Development of a technique for specific labelling phagosome-derived membranous structures in dendritic cells

开发树突状细胞中特异性标记吞噬体衍生膜结构的技术

基本信息

批准号：
10508764
负责人：
Jingjiao Guan
金额：
$ 7.11万
依托单位：
FLORIDA STATE UNIVERSITY
依托单位国家：
美国
项目类别：
财政年份：
2022
资助国家：
美国
起止时间：
2022-08-01 至 2024-07-31
项目状态：
已结题

项目摘要

PROJECT SUMMARY/ABSTRACT Dendritic cells (DCs) are immune cells that play a critical role in establishing adaptive immunity through a process termed cross-presentation. A major route of cross-presentation starts with the phagocytosis of a particulate pathogen by a DC into an intracellular vacuole called phagosome. The phagosome is a site for assembling major histocompatibility complex class 1 (MHC-I) and antigenic peptides into MHC-I:peptide complexes and initiating the transport of the MHC-I:peptide complexes to the cell surface. How the MHC-I:peptide complexes are transported from the phagosome to the cell surface is not well understood but probably through shedding membranous structures by the phagosome. However, existing live-cell imaging techniques cannot provide a comprehensive picture of this process. The long-term goal of this proposed research is to develop a new technique capable of specifically labelling all membranous structures derived from a pathogen-containing phagosome in a DC undergoing cross-presentation. This proposed technique uses highly engineered microparticles crafted to mimic particulate pathogens while carrying a releasable membrane dye. The most innovative feature of this proposed technique is the use of a special material to first hold the dye in the microparticle before the microparticle is phagocytosed and then release the dye after the phagocytosis. The central hypothesis of this study is that by delivering a membrane dye solely into a phagosome with a microparticle and rendering the dye releasable from the microparticle, the membranous structures derived from the phagosome can be stained by the dye. This hypothesis has been formulated on the basis of our own preliminary results. The objective of this application, which is the next step toward attainment of the long- term goal, is to determine whether the microparticles can be used to specifically label phagosome-derived membranous structures in model DCs. The specific aims are to (1) establish a protocol for fabricating the microparticles, and (2) determine whether the microparticles can be phagocytosed by model DCs and whether the microparticle-laden phagosome can disseminate membranous structures stained by the dye. Success of this project will prove the feasibility of this technique and lay a foundation for its further development. The fully developed version of this technique promises to significantly advance our understanding of cross-presentation.

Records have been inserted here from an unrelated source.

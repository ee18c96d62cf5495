//! Asset identifier derivation
//!
//! Both identifiers are keyed BLAKE2b digests of a transaction tracker whose
//! first four bytes are overwritten with `prefix, 0x00, shard_id (BE)`.

use tracing::trace;

use crate::crypto::blake256_with_key;
use crate::primitives::H256;

/// Leading byte of an asset scheme address (asset type)
pub const ASSET_SCHEME_PREFIX: u8 = 0x53;
/// Leading byte of an asset address (one output instance)
pub const ASSET_PREFIX: u8 = 0x41;

const SCHEME_KEY: [u8; 16] = [0xf0, 0, 0, 0, 0, 0, 0, 0, 0, 0, 0, 0, 0, 0, 0, 0];

fn splice_prefix(mut hash: H256, prefix: u8, shard_id: u16) -> H256 {
    let [hi, lo] = shard_id.to_be_bytes();
    hash.0[..4].copy_from_slice(&[prefix, 0x00, hi, lo]);
    hash
}

/// Address of the asset scheme created by the transaction with `tracker`
pub fn asset_scheme_address(tracker: &H256, shard_id: u16) -> H256 {
    let hash = blake256_with_key(&tracker.0, &SCHEME_KEY);
    let address = splice_prefix(hash, ASSET_SCHEME_PREFIX, shard_id);
    trace!(%tracker, shard_id, %address, "derived asset scheme address");
    address
}

/// Address of output `index` of the transaction with `tracker`
pub fn asset_address(tracker: &H256, shard_id: u16, index: usize) -> H256 {
    let mut key = [0u8; 16];
    key[8..].copy_from_slice(&(index as u64).to_be_bytes());
    let hash = blake256_with_key(&tracker.0, &key);
    let address = splice_prefix(hash, ASSET_PREFIX, shard_id);
    trace!(%tracker, shard_id, index, %address, "derived asset address");
    address
}
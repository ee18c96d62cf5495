//! In-process key store

use async_trait::async_trait;
use std::collections::HashMap;
use tokio::sync::RwLock;
use tracing::debug;

use super::{KeyStore, KeyStoreError};
use crate::crypto::{EcdsaSignature, PrivateKey, PublicKey};
use crate::primitives::H256;

struct StoredKey {
    secret: PrivateKey,
    passphrase: Option<String>,
}

/// Keys held in memory, indexed by account id hex
#[derive(Default)]
pub struct MemoryKeyStore {
    keys: RwLock<HashMap<String, StoredKey>>,
}

impl MemoryKeyStore {
    pub fn new() -> Self {
        Self::default()
    }

    /// Add an existing secret and return its key id
    pub async fn import(&self, secret: PrivateKey, passphrase: Option<&str>) -> String {
        let key_id = Self::key_id(&secret.public_key());
        let mut keys = self.keys.write().await;
        keys.insert(
            key_id.clone(),
            StoredKey {
                secret,
                passphrase: passphrase.map(str::to_string),
            },
        );
        key_id
    }

    pub async fn len(&self) -> usize {
        self.keys.read().await.len()
    }

    pub async fn is_empty(&self) -> bool {
        self.keys.read().await.is_empty()
    }

    /// Key ids are the signer's account id in hex
    pub fn key_id(public: &PublicKey) -> String {
        public.account_id().to_hex()
    }
}

#[async_trait]
impl KeyStore for MemoryKeyStore {
    async fn create_key(&self, passphrase: Option<&str>) -> Result<String, KeyStoreError> {
        let key_id = self.import(PrivateKey::generate(), passphrase).await;
        debug!(%key_id, "created key");
        Ok(key_id)
    }

    async fn get_public_key(&self, key_id: &str) -> Result<Option<PublicKey>, KeyStoreError> {
        let keys = self.keys.read().await;
        Ok(keys.get(key_id).map(|stored| stored.secret.public_key()))
    }

    async fn sign(
        &self,
        key_id: &str,
        message: &H256,
        passphrase: Option<&str>,
    ) -> Result<EcdsaSignature, KeyStoreError> {
        let keys = self.keys.read().await;
        let stored = keys
            .get(key_id)
            .ok_or_else(|| KeyStoreError::NoSuchKey(key_id.to_string()))?;
        if stored.passphrase.as_deref() != passphrase {
            return Err(KeyStoreError::WrongPassphrase(key_id.to_string()));
        }
        Ok(stored.secret.sign(message)?)
    }
}

#[cfg(test)]
mod tests {
    use super::*;

    #[tokio::test]
    async fn test_create_and_sign() {
        let store = MemoryKeyStore::new();
        let key_id = store.create_key(None).await.unwrap();
        let public = store.get_public_key(&key_id).await.unwrap().unwrap();
        assert_eq!(MemoryKeyStore::key_id(&public), key_id);

        let message = H256([5; 32]);
        let signature = store.sign(&key_id, &message, None).await.unwrap();
        assert!(public.verify(&message, &signature));
    }

    #[tokio::test]
    async fn test_passphrase_checked() {
        let store = MemoryKeyStore::new();
        let key_id = store.create_key(Some("hunter2")).await.unwrap();
        let message = H256::zero();
        assert_eq!(
            store.sign(&key_id, &message, Some("wrong")).await,
            Err(KeyStoreError::WrongPassphrase(key_id.clone()))
        );
        assert_eq!(
            store.sign(&key_id, &message, None).await,
            Err(KeyStoreError::WrongPassphrase(key_id.clone()))
        );
        assert!(store.sign(&key_id, &message, Some("hunter2")).await.is_ok());
    }

    #[tokio::test]
    async fn test_unknown_key() {
        let store = MemoryKeyStore::new();
        assert_eq!(store.get_public_key("00").await.unwrap(), None);
        assert_eq!(
            store.sign("00", &H256::zero(), None).await,
            Err(KeyStoreError::NoSuchKey("00".to_string()))
        );
        assert!(store.is_empty().await);
    }

    #[tokio::test]
    async fn test_import_is_deterministic() {
        let store = MemoryKeyStore::new();
        let secret = PrivateKey::from_bytes(&[9u8; 32]).unwrap();
        let expected = MemoryKeyStore::key_id(&secret.public_key());
        assert_eq!(store.import(secret, None).await, expected);
        assert_eq!(store.len().await, 1);
    }
}
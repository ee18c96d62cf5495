//! Asset minting

use serde::{Deserialize, Serialize};

use super::{decode_optional_address, decode_text, encode_text, split_approvals, with_approvals};
use crate::address::PlatformAddress;
use crate::asset::{asset_scheme_address, Asset, AssetMintOutput};
use crate::constants::action_tag;
use crate::crypto::{blake256, EcdsaSignature};
use crate::primitives::{NetworkId, H160, H256};
use crate::rlp::{decode_list, encode_list, encode_optional, Decodable, Encodable, RlpError, RlpItem};

/// Create a new asset scheme and its initial supply
#[derive(Debug, Clone, PartialEq, Eq, Serialize, Deserialize)]
#[serde(rename_all = "camelCase")]
pub struct MintAsset {
    pub network_id: NetworkId,
    pub shard_id: u16,
    pub metadata: String,
    pub output: AssetMintOutput,
    pub approver: Option<PlatformAddress>,
    pub registrar: Option<PlatformAddress>,
    pub allowed_script_hashes: Vec<H160>,
    pub approvals: Vec<EcdsaSignature>,
}

const CORE_LEN: usize = 10;

impl MintAsset {
    pub fn new(network_id: NetworkId, shard_id: u16, metadata: String, output: AssetMintOutput) -> Self {
        Self {
            network_id,
            shard_id,
            metadata,
            output,
            approver: None,
            registrar: None,
            allowed_script_hashes: Vec::new(),
            approvals: Vec::new(),
        }
    }

    fn core_fields(&self) -> Vec<RlpItem> {
        let mut fields = vec![
            RlpItem::uint(u64::from(action_tag::MINT_ASSET)),
            self.network_id.to_rlp(),
            self.shard_id.to_rlp(),
            encode_text(&self.metadata),
            encode_optional(self.approver.as_ref()),
            encode_optional(self.registrar.as_ref()),
            encode_list(&self.allowed_script_hashes),
        ];
        fields.extend(self.output.rlp_fields());
        fields
    }

    /// Identity of this mint, independent of approvals
    pub fn tracker(&self) -> H256 {
        blake256(&RlpItem::List(self.core_fields()).encode())
    }

    pub fn asset_scheme_address(&self) -> H256 {
        asset_scheme_address(&self.tracker(), self.shard_id)
    }

    /// Asset type of the minted supply
    pub fn asset_type(&self) -> H256 {
        self.asset_scheme_address()
    }

    pub fn minted_asset(&self) -> Asset {
        Asset {
            asset_type: self.asset_type(),
            lock_script_hash: self.output.lock_script_hash,
            parameters: self.output.parameters.clone(),
            quantity: self.output.supply,
            shard_id: self.shard_id,
            tracker: self.tracker(),
            transaction_output_index: 0,
        }
    }
}

impl Encodable for MintAsset {
    fn to_rlp(&self) -> RlpItem {
        with_approvals(self.core_fields(), &self.approvals)
    }
}

impl Decodable for MintAsset {
    fn from_rlp(item: &RlpItem) -> Result<Self, RlpError> {
        let (f, approvals) = split_approvals(item, action_tag::MINT_ASSET, CORE_LEN)?;
        let network_id = NetworkId::from_rlp(&f[1])?;
        Ok(Self {
            network_id,
            shard_id: u16::from_rlp(&f[2])?,
            metadata: decode_text(&f[3])?,
            approver: decode_optional_address(&f[4], network_id)?,
            registrar: decode_optional_address(&f[5], network_id)?,
            allowed_script_hashes: decode_list(&f[6])?,
            output: AssetMintOutput::from_rlp_fields(&f[7..10])?,
            approvals,
        })
    }
}
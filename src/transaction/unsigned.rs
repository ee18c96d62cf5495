//! Unsigned transaction envelope

use serde::{Deserialize, Serialize};
use tracing::debug;

use super::{Action, SignedTransaction, TransactionError};
use crate::config::ChainConfig;
use crate::crypto::{blake256, PrivateKey};
use crate::keystore::KeyStore;
use crate::primitives::{NetworkId, H256, U64};
use crate::rlp::{Encodable, RlpItem};

/// An action with its envelope. `seq` and `fee` can each be set once.
#[derive(Debug, Clone, PartialEq, Eq, Serialize, Deserialize)]
#[serde(rename_all = "camelCase")]
pub struct Transaction {
    action: Action,
    network_id: NetworkId,
    seq: Option<u64>,
    fee: Option<U64>,
}

impl Transaction {
    pub fn new(network_id: NetworkId, action: impl Into<Action>) -> Self {
        Self {
            action: action.into(),
            network_id,
            seq: None,
            fee: None,
        }
    }

    pub(crate) fn from_parts(network_id: NetworkId, action: Action, seq: u64, fee: U64) -> Self {
        Self {
            action,
            network_id,
            seq: Some(seq),
            fee: Some(fee),
        }
    }

    pub fn action(&self) -> &Action {
        &self.action
    }

    pub fn network_id(&self) -> NetworkId {
        self.network_id
    }

    pub fn seq(&self) -> Option<u64> {
        self.seq
    }

    pub fn fee(&self) -> Option<U64> {
        self.fee
    }

    pub fn set_seq(&mut self, seq: u64) -> Result<(), TransactionError> {
        if self.seq.is_some() {
            return Err(TransactionError::SeqAlreadySet);
        }
        self.seq = Some(seq);
        Ok(())
    }

    pub fn set_fee(&mut self, fee: U64) -> Result<(), TransactionError> {
        if self.fee.is_some() {
            return Err(TransactionError::FeeAlreadySet);
        }
        self.fee = Some(fee);
        Ok(())
    }

    /// `[seq, fee, networkId, action]`; fails until both seq and fee are set
    pub fn to_rlp(&self) -> Result<RlpItem, TransactionError> {
        let seq = self.seq.ok_or(TransactionError::SeqNotSet)?;
        let fee = self.fee.ok_or(TransactionError::FeeNotSet)?;
        Ok(RlpItem::List(self.rlp_fields(seq, fee)))
    }

    fn rlp_fields(&self, seq: u64, fee: U64) -> Vec<RlpItem> {
        vec![
            seq.to_rlp(),
            fee.to_rlp(),
            self.network_id.to_rlp(),
            self.action.to_rlp(),
        ]
    }

    pub fn rlp_bytes(&self) -> Result<Vec<u8>, TransactionError> {
        Ok(self.to_rlp()?.encode())
    }

    /// Message signed by the sender
    pub fn unsigned_hash(&self) -> Result<H256, TransactionError> {
        Ok(blake256(&self.rlp_bytes()?))
    }

    /// Set seq and fee, then sign with `secret`
    pub fn sign(mut self, secret: &PrivateKey, seq: u64, fee: U64) -> Result<SignedTransaction, TransactionError> {
        self.set_seq(seq)?;
        self.set_fee(fee)?;
        let hash = self.unsigned_hash()?;
        let signature = secret.sign(&hash)?;
        debug!(%hash, seq, %fee, action = self.action.type_name(), "signed transaction");
        SignedTransaction::new(self, signature)
    }

    /// Sign paying the configured minimum fee for this action
    pub fn sign_with_config(
        self,
        secret: &PrivateKey,
        seq: u64,
        config: &ChainConfig,
    ) -> Result<SignedTransaction, TransactionError> {
        if self.network_id != config.network_id {
            return Err(TransactionError::NetworkMismatch {
                expected: config.network_id,
                actual: self.network_id,
            });
        }
        let fee = config.fees.min_fee(&self.action);
        self.sign(secret, seq, fee)
    }

    /// Sign through a key store
    pub async fn sign_with_key_store(
        mut self,
        key_store: &dyn KeyStore,
        key_id: &str,
        passphrase: Option<&str>,
        seq: u64,
        fee: U64,
    ) -> Result<SignedTransaction, TransactionError> {
        self.set_seq(seq)?;
        self.set_fee(fee)?;
        let hash = self.unsigned_hash()?;
        let signature = key_store.sign(key_id, &hash, passphrase).await?;
        debug!(%hash, seq, %fee, key_id, action = self.action.type_name(), "signed transaction with key store");
        SignedTransaction::new(self, signature)
    }
}
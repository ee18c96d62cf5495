//! Composing several assets into a new one

use serde::{Deserialize, Serialize};

use super::{decode_optional_address, decode_text, encode_text, split_approvals, with_approvals};
use crate::address::PlatformAddress;
use crate::asset::{asset_scheme_address, Asset, AssetMintOutput, AssetTransferInput};
use crate::constants::action_tag;
use crate::crypto::{blake256, EcdsaSignature};
use crate::primitives::{NetworkId, H160, H256};
use crate::rlp::{decode_list, encode_list, encode_optional, Decodable, Encodable, RlpError, RlpItem};
use crate::signing::{
    attach_witness, keyed_partial_hash, select_inputs, HashWithoutScript, InputTarget, OutputTag,
    SignatureTag, SigningError,
};

#[derive(Debug, Clone, PartialEq, Eq, Serialize, Deserialize)]
#[serde(rename_all = "camelCase")]
pub struct ComposeAsset {
    pub network_id: NetworkId,
    pub shard_id: u16,
    pub metadata: String,
    pub approver: Option<PlatformAddress>,
    pub registrar: Option<PlatformAddress>,
    pub allowed_script_hashes: Vec<H160>,
    pub inputs: Vec<AssetTransferInput>,
    pub output: AssetMintOutput,
    pub approvals: Vec<EcdsaSignature>,
}

const CORE_LEN: usize = 11;

impl ComposeAsset {
    pub fn new(
        network_id: NetworkId,
        shard_id: u16,
        metadata: String,
        inputs: Vec<AssetTransferInput>,
        output: AssetMintOutput,
    ) -> Self {
        Self {
            network_id,
            shard_id,
            metadata,
            approver: None,
            registrar: None,
            allowed_script_hashes: Vec::new(),
            inputs,
            output,
            approvals: Vec::new(),
        }
    }

    fn core_fields(&self, inputs: &[AssetTransferInput], output: &AssetMintOutput) -> Vec<RlpItem> {
        let mut fields = vec![
            RlpItem::uint(u64::from(action_tag::COMPOSE_ASSET)),
            self.network_id.to_rlp(),
            self.shard_id.to_rlp(),
            encode_text(&self.metadata),
            encode_optional(self.approver.as_ref()),
            encode_optional(self.registrar.as_ref()),
            encode_list(&self.allowed_script_hashes),
            encode_list(inputs),
        ];
        fields.extend(output.rlp_fields());
        fields
    }

    pub fn tracker(&self) -> H256 {
        blake256(&RlpItem::List(self.core_fields(&self.inputs, &self.output)).encode())
    }

    pub fn asset_scheme_address(&self) -> H256 {
        asset_scheme_address(&self.tracker(), self.shard_id)
    }

    pub fn asset_type(&self) -> H256 {
        self.asset_scheme_address()
    }

    pub fn composed_asset(&self) -> Asset {
        Asset {
            asset_type: self.asset_type(),
            lock_script_hash: self.output.lock_script_hash,
            parameters: self.output.parameters.clone(),
            quantity: self.output.supply,
            shard_id: self.shard_id,
            tracker: self.tracker(),
            transaction_output_index: 0,
        }
    }

    pub fn with_witness(
        mut self,
        target: InputTarget,
        lock_script: Vec<u8>,
        unlock_script: Vec<u8>,
    ) -> Result<Self, SigningError> {
        match target {
            InputTarget::Input(index) => {
                attach_witness(&mut self.inputs, index, "input", lock_script, unlock_script)?
            }
            InputTarget::Burn(_) => return Err(SigningError::UnsupportedTarget("burn")),
        }
        Ok(self)
    }
}

impl HashWithoutScript for ComposeAsset {
    /// The single output is attested by `All`; an empty index set stands for
    /// "no output" and hashes a zeroed placeholder.
    fn hash_without_script(
        &self,
        tag: &SignatureTag,
        target: Option<InputTarget>,
    ) -> Result<H256, SigningError> {
        let (inputs, _) = select_inputs(&self.inputs, &[], tag.input, target)?;
        let output = match &tag.output {
            OutputTag::All => self.output.clone(),
            OutputTag::Indices(indices) if indices.is_empty() => AssetMintOutput::zero(),
            OutputTag::Indices(_) => {
                return Err(SigningError::UnsupportedTag(
                    "compose outputs must be all or an empty set",
                ))
            }
        };
        keyed_partial_hash(&RlpItem::List(self.core_fields(&inputs, &output)), tag)
    }
}

impl Encodable for ComposeAsset {
    fn to_rlp(&self) -> RlpItem {
        with_approvals(self.core_fields(&self.inputs, &self.output), &self.approvals)
    }
}

impl Decodable for ComposeAsset {
    fn from_rlp(item: &RlpItem) -> Result<Self, RlpError> {
        let (f, approvals) = split_approvals(item, action_tag::COMPOSE_ASSET, CORE_LEN)?;
        let network_id = NetworkId::from_rlp(&f[1])?;
        Ok(Self {
            network_id,
            shard_id: u16::from_rlp(&f[2])?,
            metadata: decode_text(&f[3])?,
            approver: decode_optional_address(&f[4], network_id)?,
            registrar: decode_optional_address(&f[5], network_id)?,
            allowed_script_hashes: decode_list(&f[6])?,
            inputs: decode_list(&f[7])?,
            output: AssetMintOutput::from_rlp_fields(&f[8..11])?,
            approvals,
        })
    }
}
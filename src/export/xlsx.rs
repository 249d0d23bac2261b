// src/export/xlsx.rs

use crate::errors::{AppError, AppResult};
use crate::export::{ExportValue, ReportTable, notify_export_success};
use crate::ui::messages::info;
use crate::utils::time::date_to_excel_serial;
use rust_xlsxwriter::{Color, Format, FormatAlign, FormatBorder, FormatPattern, Workbook, Worksheet};
use std::path::Path;
use unicode_width::UnicodeWidthStr;

const HOURS_FORMAT: &str = "0.00";
const DATE_FORMAT: &str = "yyyy-mm-dd";

/// Export XLSX con styling e auto-larghezza colonne.
pub(crate) fn export_xlsx(table: &ReportTable, path: &Path) -> AppResult<()> {
    info(format!("Exporting to XLSX: {}", path.display()));

    let mut workbook = Workbook::new();
    let worksheet = workbook.add_worksheet();
    worksheet
        .set_name(table.kind.sheet_name())
        .map_err(to_export_error)?;

    // ---------------------------
    // Header
    // ---------------------------
    let headers = table.headers();

    let header_format = Format::new()
        .set_bold()
        .set_font_color(Color::RGB(0xFFFFFF))
        .set_background_color(Color::RGB(0x2F75B5))
        .set_pattern(FormatPattern::Solid)
        .set_border(FormatBorder::Thin);

    for (col, header) in headers.iter().enumerate() {
        worksheet
            .write_with_format(0, col as u16, *header, &header_format)
            .map_err(to_export_error)?;
    }

    worksheet.set_freeze_panes(1, 0).map_err(to_export_error)?;

    let mut col_widths: Vec<usize> = headers.iter().map(|h| UnicodeWidthStr::width(*h)).collect();

    let band1 = Color::RGB(0xEAF3FB);
    let band2 = Color::RGB(0xFFFFFF);

    // ---------------------------
    // Scrittura righe
    // ---------------------------
    for (row_index, values) in table.rows.iter().enumerate() {
        let row = (row_index + 1) as u32;
        let band_color = if row_index % 2 == 0 { band1 } else { band2 };

        for (col, value) in values.iter().enumerate() {
            write_xlsx_cell(worksheet, row, col as u16, value, band_color)?;

            let shown = UnicodeWidthStr::width(value.as_display().as_str());
            if let Some(w) = col_widths.get_mut(col) {
                *w = (*w).max(shown);
            }
        }
    }

    // ---------------------------
    // Set column widths
    // ---------------------------
    for (c, w) in col_widths.iter().enumerate() {
        worksheet
            .set_column_width(c as u16, *w as f64 + 2.0)
            .map_err(to_export_error)?;
    }

    workbook.save(path).map_err(to_export_error)?;

    notify_export_success("XLSX", path);
    Ok(())
}

/// Scrive una singola cella: ore come numero, date come seriale Excel, testo.
fn write_xlsx_cell(
    worksheet: &mut Worksheet,
    row: u32,
    col: u16,
    value: &ExportValue,
    bg: Color,
) -> AppResult<()> {
    let base = Format::new()
        .set_background_color(bg)
        .set_pattern(FormatPattern::Solid)
        .set_border(FormatBorder::Thin);

    match value {
        ExportValue::Hours(h) => {
            let fmt = base.set_num_format(HOURS_FORMAT).set_align(FormatAlign::Right);
            worksheet
                .write_with_format(row, col, *h, &fmt)
                .map_err(to_export_error)?;
        }
        ExportValue::Date(d) => {
            let fmt = base.set_num_format(DATE_FORMAT);
            worksheet
                .write_with_format(row, col, date_to_excel_serial(*d), &fmt)
                .map_err(to_export_error)?;
        }
        ExportValue::Text(s) => {
            worksheet
                .write_with_format(row, col, s.as_str(), &base)
                .map_err(to_export_error)?;
        }
    }

    Ok(())
}

fn to_export_error<E: std::fmt::Display>(e: E) -> AppError {
    AppError::Export(e.to_string())
}
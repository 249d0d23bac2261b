use crate::core::calculator::expected::validate_expected;
use crate::core::calculator::intervals;
use crate::errors::AppResult;
use crate::input::{RecordTable, records_to_events};
use crate::models::{AggregateResult, Event};
use crate::utils::{round2, secs2hours};

pub struct Core;

impl Core {
    /// Scalar variant: one total, no daily breakdown.
    pub fn total_report(table: &RecordTable, expected: Option<f64>) -> AppResult<AggregateResult> {
        let events = records_to_events(table)?;
        Self::total_from_events(&events, expected)
    }

    /// Daily variant: per-date breakdown, same-day sessions only.
    pub fn daily_report(table: &RecordTable, expected: Option<f64>) -> AppResult<AggregateResult> {
        let events = records_to_events(table)?;
        Self::daily_from_events(&events, expected)
    }

    pub fn total_from_events(
        events: &[Event],
        expected: Option<f64>,
    ) -> AppResult<AggregateResult> {
        let expected_hours = expected.map(validate_expected).transpose()?;
        let total_seconds = intervals::aggregate_total(events);

        Ok(AggregateResult {
            user: first_user(events),
            total_hours: secs2hours(total_seconds),
            daily: Vec::new(),
            expected_hours,
        })
    }

    pub fn daily_from_events(
        events: &[Event],
        expected: Option<f64>,
    ) -> AppResult<AggregateResult> {
        let expected_hours = expected.map(validate_expected).transpose()?;
        let daily = intervals::aggregate_daily(events);

        // sum of the rounded daily values, so the exported table adds up
        let total_hours = round2(daily.iter().map(|d| d.hours()).sum());

        Ok(AggregateResult {
            user: first_user(events),
            total_hours,
            daily,
            expected_hours,
        })
    }
}

/// User label of the earliest record; other rows' users are not checked.
fn first_user(events: &[Event]) -> String {
    events
        .iter()
        .min_by_key(|e| e.timestamp)
        .map(|e| e.user.clone())
        .unwrap_or_default()
}
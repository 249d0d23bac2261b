//! Unified application error type.
//! Every module (input, core, export, cli, config) returns AppError so the
//! binary can print any failure verbatim.

use std::io;
use thiserror::Error;

#[derive(Error, Debug)]
pub enum AppError {
    // ---------------------------
    // IO
    // ---------------------------
    #[error("I/O error: {0}")]
    Io(#[from] io::Error),

    // ---------------------------
    // Input table
    // ---------------------------
    #[error("Missing required columns in the uploaded file: {}", .0.join(", "))]
    MissingColumns(Vec<String>),

    #[error("Invalid timestamp at row {row}: '{value}'")]
    InvalidTimestamp { row: usize, value: String },

    #[error("No records found in the uploaded file")]
    EmptyInput,

    #[error("Unsupported input file: {0}")]
    UnsupportedInput(String),

    #[error("Failed to read input file: {0}")]
    Read(String),

    // ---------------------------
    // Presentation
    // ---------------------------
    #[error("Invalid expected hours: {0}")]
    InvalidExpectedHours(String),

    // ---------------------------
    // Config errors
    // ---------------------------
    #[error("Configuration error: {0}")]
    Config(String),

    // ---------------------------
    // Export errors
    // ---------------------------
    #[error("Export error: {0}")]
    Export(String),
}

impl From<calamine::Error> for AppError {
    fn from(e: calamine::Error) -> Self {
        AppError::Read(e.to_string())
    }
}

impl From<csv::Error> for AppError {
    fn from(e: csv::Error) -> Self {
        AppError::Read(e.to_string())
    }
}

pub type AppResult<T> = Result<T, AppError>;
//! rworkhours library root.
//! Exposes the CLI parser, the high-level run() function, and the modules
//! used to read check-in/check-out sheets, aggregate worked hours and export
//! the results.

pub mod cli;
pub mod config;
pub mod core;
pub mod errors;
pub mod export;
pub mod input;
pub mod models;
pub mod ui;
pub mod utils;

use clap::Parser;
use cli::parser::{Cli, Commands};
use config::Config;
use errors::AppResult;
use std::path::Path;
use tracing_subscriber::EnvFilter;

/// Initialize tracing subscriber for debug output
fn init_tracing(debug: bool) {
    if debug {
        tracing_subscriber::fmt()
            .with_env_filter(
                EnvFilter::from_default_env().add_directive(tracing::Level::TRACE.into()),
            )
            .with_writer(std::io::stderr)
            .with_target(false)
            .try_init()
            .ok();
    }
}

/// Central command dispatcher
pub fn dispatch(cli: &Cli, cfg: &Config, cfg_path: &Path) -> AppResult<()> {
    match &cli.command {
        Commands::Total { .. } => cli::commands::total::handle(&cli.command, cfg),
        Commands::Daily { .. } => cli::commands::daily::handle(&cli.command, cfg),
        Commands::Config { .. } => cli::commands::config::handle(&cli.command, cfg, cfg_path),
    }
}

/// Entry point used by main.rs
pub fn run() -> AppResult<()> {
    let cli = Cli::parse();

    init_tracing(cli.debug);

    // load config once, honoring --config
    let cfg_path = cli.config.clone().unwrap_or_else(Config::config_file);
    let cfg = Config::load(&cfg_path)?;

    dispatch(&cli, &cfg, &cfg_path)
}
pub mod calculator;
pub mod config;
pub mod logic;

pub use logic::Core;
use crate::utils::formatting::{round2, secs2hours};
use chrono::NaiveDate;

/// Seconds worked on one calendar date.
#[derive(Debug, Clone, PartialEq)]
pub struct DailyTotal {
    pub date: NaiveDate,
    pub seconds_worked: f64,
}

impl DailyTotal {
    pub fn hours(&self) -> f64 {
        secs2hours(self.seconds_worked)
    }
}

/// Result of one aggregation run over a user's file.
#[derive(Debug, Clone, PartialEq)]
pub struct AggregateResult {
    pub user: String,
    pub total_hours: f64,
    pub daily: Vec<DailyTotal>,
    pub expected_hours: Option<f64>,
}

/// Worked hours compared with the expected target.
#[derive(Debug, Clone, Copy, PartialEq)]
pub enum Balance {
    Overtime(f64),
    Undertime(f64),
    Exact,
}

impl AggregateResult {
    /// `total_hours - expected_hours`, rounded to 2 decimals.
    pub fn delta(&self) -> Option<f64> {
        self.expected_hours
            .map(|expected| round2(self.total_hours - expected))
    }

    /// Missing expectation counts as a target of zero hours.
    pub fn balance(&self) -> Balance {
        let delta = self
            .delta()
            .unwrap_or_else(|| round2(self.total_hours));

        if delta > 0.0 {
            Balance::Overtime(delta)
        } else if delta < 0.0 {
            Balance::Undertime(delta.abs())
        } else {
            Balance::Exact
        }
    }

    /// Sum of the daily buckets (zero for a scalar-total report).
    pub fn breakdown_seconds(&self) -> f64 {
        self.daily.iter().map(|d| d.seconds_worked).sum()
    }
}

项目概要/摘要树突状细胞 (DC) 是在建立适应性免疫中发挥关键作用的免疫细胞通过一个称为交叉演示的过程。交叉展示的主要途径始于 DC 将颗粒病原体吞噬到称为吞噬体的细胞内液泡中。这吞噬体是组装主要组织相容性复合体 1 类 (MHC-I) 和抗原的位点肽进入 MHC-I: 肽复合物并启动 MHC-I: 肽复合物转运至细胞表面。 MHC-I：肽复合物如何从吞噬体转运至细胞表面尚不清楚，但可能是通过吞噬体脱落膜结构。然而，现有的活细胞成像技术无法提供该过程的全面图像。这项研究的长期目标是开发一种能够专门用于标记来自 DC 中含有病原体的吞噬体的所有膜结构交叉演示。这项提出的技术使用高度工程化的微粒来模仿颗粒病原体，同时携带可释放的膜染料。本作最具创新性的特点所提出的技术是使用一种特殊材料首先将染料固定在微粒中，然后再进行染色。微粒被吞噬，吞噬后释放染料。中心假设这项研究的重点是，通过将膜染料仅传递到带有微粒的吞噬体中，使染料可从微粒中释放，源自微粒的膜结构吞噬体可以被染料染色。这个假设是在我们自己的基础上提出的初步结果。该应用程序的目标是实现长期目标的下一步术语目标是确定微粒是否可用于特异性标记吞噬体衍生的模型 DC 中的膜结构。具体目标是（1）建立一个用于制造微粒，(2) 确定微粒是否可以被模型 DC 吞噬，载有微粒的吞噬体是否可以传播被染料染色的膜结构。该项目的成功将证明该技术的可行性，为其进一步推广奠定基础。发展。该技术的完全开发版本有望显着推进我们的对交叉演示的理解。